# Exercise aim
Your answer should consist of the lines in the listing that hold "left".

⁂

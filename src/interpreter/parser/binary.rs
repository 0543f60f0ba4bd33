use crate::{
    ast::{BinaryOperator, Expr, UnaryOperator},
    interpreter::{
        lexer::{Keyword, TokenKind},
        parser::{
            core::{ParseResult, TokenStream},
            unary::{parse_call, parse_signed_call, parse_unary},
        },
    },
    span::Span,
};

/// A parsing function for one precedence level.
type Rule = fn(&mut TokenStream<'_>) -> ParseResult<Expr>;

/// Parses logical expressions.
///
/// `and` and `or` share one precedence level and fold left to right.
///
/// The rule is: `logical := comparison (("and" | "or") comparison)*`
pub fn parse_logical(tokens: &mut TokenStream<'_>) -> ParseResult<Expr> {
    parse_binary_level(tokens, parse_comparison, &[BinaryOperator::And, BinaryOperator::Or], None)
}

/// Parses comparison expressions, or a `not` applied to one.
///
/// The rule is:
/// `comparison := "not" comparison | additive (("==" | "!=" | "<" | ">" | "<=" | ">=") additive)*`
pub fn parse_comparison(tokens: &mut TokenStream<'_>) -> ParseResult<Expr> {
    use BinaryOperator::{Equal, Greater, GreaterEqual, Less, LessEqual, NotEqual};

    if let Some(not) = tokens.eat_keyword(Keyword::Not) {
        tokens.descend()?;
        let operand = parse_comparison(tokens)?;
        tokens.ascend(1);
        let span = Span::merge(&not.span, operand.span());
        return Ok(Expr::UnaryOp { op: UnaryOperator::Not,
                                  operand: Box::new(operand),
                                  span });
    }
    parse_binary_level(tokens,
                       parse_additive,
                       &[Equal, NotEqual, Less, Greater, LessEqual, GreaterEqual],
                       None)
}

/// Parses addition and subtraction expressions.
///
/// The rule is: `additive := multiplicative (("+" | "-") multiplicative)*`
pub fn parse_additive(tokens: &mut TokenStream<'_>) -> ParseResult<Expr> {
    parse_binary_level(tokens,
                       parse_multiplicative,
                       &[BinaryOperator::Add, BinaryOperator::Sub],
                       None)
}

/// Parses multiplication and division expressions.
///
/// The rule is: `multiplicative := unary (("*" | "/") unary)*`
pub fn parse_multiplicative(tokens: &mut TokenStream<'_>) -> ParseResult<Expr> {
    parse_binary_level(tokens, parse_unary, &[BinaryOperator::Mul, BinaryOperator::Div], None)
}

/// Parses exponentiation.
///
/// Power folds to the left, so `2 ** 3 ** 2` is `(2 ** 3) ** 2`. The right
/// operand may carry prefix signs, which makes `2 ** -1` valid.
///
/// The rule is: `power := call ("**" signed_call)*`
pub fn parse_power(tokens: &mut TokenStream<'_>) -> ParseResult<Expr> {
    parse_binary_level(tokens, parse_call, &[BinaryOperator::Pow], Some(parse_signed_call))
}

/// The generic left-folding loop shared by every binary precedence level.
///
/// Parses one operand with `operand`, then, while the current token is one
/// of `operators`, consumes it, parses the right operand with `right` (or
/// `operand` again) and folds both into a [`Expr::BinaryOp`]. Each fold
/// deepens the tree by one level.
///
/// # Parameters
/// - `tokens`: Token stream positioned at the first operand.
/// - `operand`: Rule for the next tighter precedence level.
/// - `operators`: Operators accepted at this level.
/// - `right`: Rule for right operands, when it differs from `operand`.
///
/// # Returns
/// A left-associative tree of binary operations.
fn parse_binary_level(tokens: &mut TokenStream<'_>,
                      operand: Rule,
                      operators: &[BinaryOperator],
                      right: Option<Rule>)
                      -> ParseResult<Expr> {
    let right_rule = right.unwrap_or(operand);
    let mut left = operand(tokens)?;
    let mut folds = 0;

    while let Some(op) = token_to_binary_operator(tokens.kind())
          && operators.contains(&op)
    {
        tokens.advance();
        tokens.descend()?;
        folds += 1;
        let right = right_rule(tokens)?;
        let span = Span::merge(left.span(), right.span());
        left = Expr::BinaryOp { left: Box::new(left),
                                op,
                                right: Box::new(right),
                                span };
    }

    tokens.ascend(folds);
    Ok(left)
}

/// Maps a token to the binary operator it spells, if any.
#[must_use]
pub const fn token_to_binary_operator(kind: &TokenKind) -> Option<BinaryOperator> {
    use BinaryOperator::{
        Add, And, Div, Equal, Greater, GreaterEqual, Less, LessEqual, Mul, NotEqual, Or, Pow, Sub,
    };
    Some(match kind {
        TokenKind::Plus => Add,
        TokenKind::Minus => Sub,
        TokenKind::Mul => Mul,
        TokenKind::Div => Div,
        TokenKind::Pow => Pow,
        TokenKind::EqEq => Equal,
        TokenKind::NotEq => NotEqual,
        TokenKind::Lt => Less,
        TokenKind::Gt => Greater,
        TokenKind::LtEq => LessEqual,
        TokenKind::GtEq => GreaterEqual,
        TokenKind::Keyword(Keyword::And) => And,
        TokenKind::Keyword(Keyword::Or) => Or,
        _ => return None,
    })
}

⁂

# Task answer
/// `and` and `or` share one precedence level and fold left to right.
/// Power folds to the left, so `2 ** 3 ** 2` is `(2 ** 3) ** 2`. The right
/// The generic left-folding loop shared by every binary precedence level.
/// A left-associative tree of binary operations.
    let mut left = operand(tokens)?;
        let span = Span::merge(left.span(), right.span());
        left = Expr::BinaryOp { left: Box::new(left),
    Ok(left)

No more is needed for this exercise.